Input: [[1,0],[0,1]] → Output: 3Input: [[1,1],[1,0]] → Output: 4
Label each island with a unique ID and record its size. For each 0-cell, check the 4 neighboring island IDs and sum their sizes + 1.
- DFS to label each island (1,2,3,...) and record sizes in a map.
- For each 0-cell: collect distinct neighboring island IDs, sum sizes + 1.
- Answer = max of all such sums, also considering if grid is all 1s (return n*n).
import java.util.*;
class Solution {
int m, n;
int[][] dirs = {{1,0},{-1,0},{0,1},{0,-1}};
public int largestIsland(int[][] grid) {
m = grid.length; n = grid[0].length;
Map<Integer,Integer> islandSize = new HashMap<>();
int id = 2;
for (int i = 0; i < m; i++) for (int j = 0; j < n; j++)
if (grid[i][j] == 1) { int sz = dfs(grid,i,j,id); islandSize.put(id++,sz); }
int max = islandSize.values().stream().mapToInt(Integer::intValue).max().orElse(0);
for (int i = 0; i < m; i++) for (int j = 0; j < n; j++) {
if (grid[i][j] == 0) {
Set<Integer> seen = new HashSet<>();
int sz = 1;
for (int[] d : dirs) {
int r=i+d[0], c=j+d[1];
if (r>=0&&r<m&&c>=0&&c<n&&grid[r][c]>1&&seen.add(grid[r][c]))

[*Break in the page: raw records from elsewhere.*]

/// Type alias for sets, we use this to hide which type of `HashSet` we are actually using.
pub type Set<S> = fxhash::FxHashSet<S>;
/// Type alias for maps, we use this to hide which type of `HashMap` we are actually using.
pub type Map<K, V> = fxhash::FxHashMap<K, V>;

/// Represents a bijective mapping between `L` and `R`, that is a mapping which associates
/// each `L` with precisely one `R` and vice versa. Iteration is ordered by the left value.
pub type Bijection<L, R> = bimap::BiBTreeMap<L, R>;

sz += islandSize.get(grid[r][c]);
}
max = Math.max(max, sz);
}
}
return max;
}
private int dfs(int[][] g, int r, int c, int id) {
if (r<0||r>=m||c<0||c>=n||g[r][c]!=1) return 0;
g[r][c]=id;
return 1+dfs(g,r+1,c,id)+dfs(g,r-1,c,id)+dfs(g,r,c+1,id)+dfs(g,r,c-1,id);
}
}
- Time Complexity: O(M*N)
- Space Complexity: O(M*N)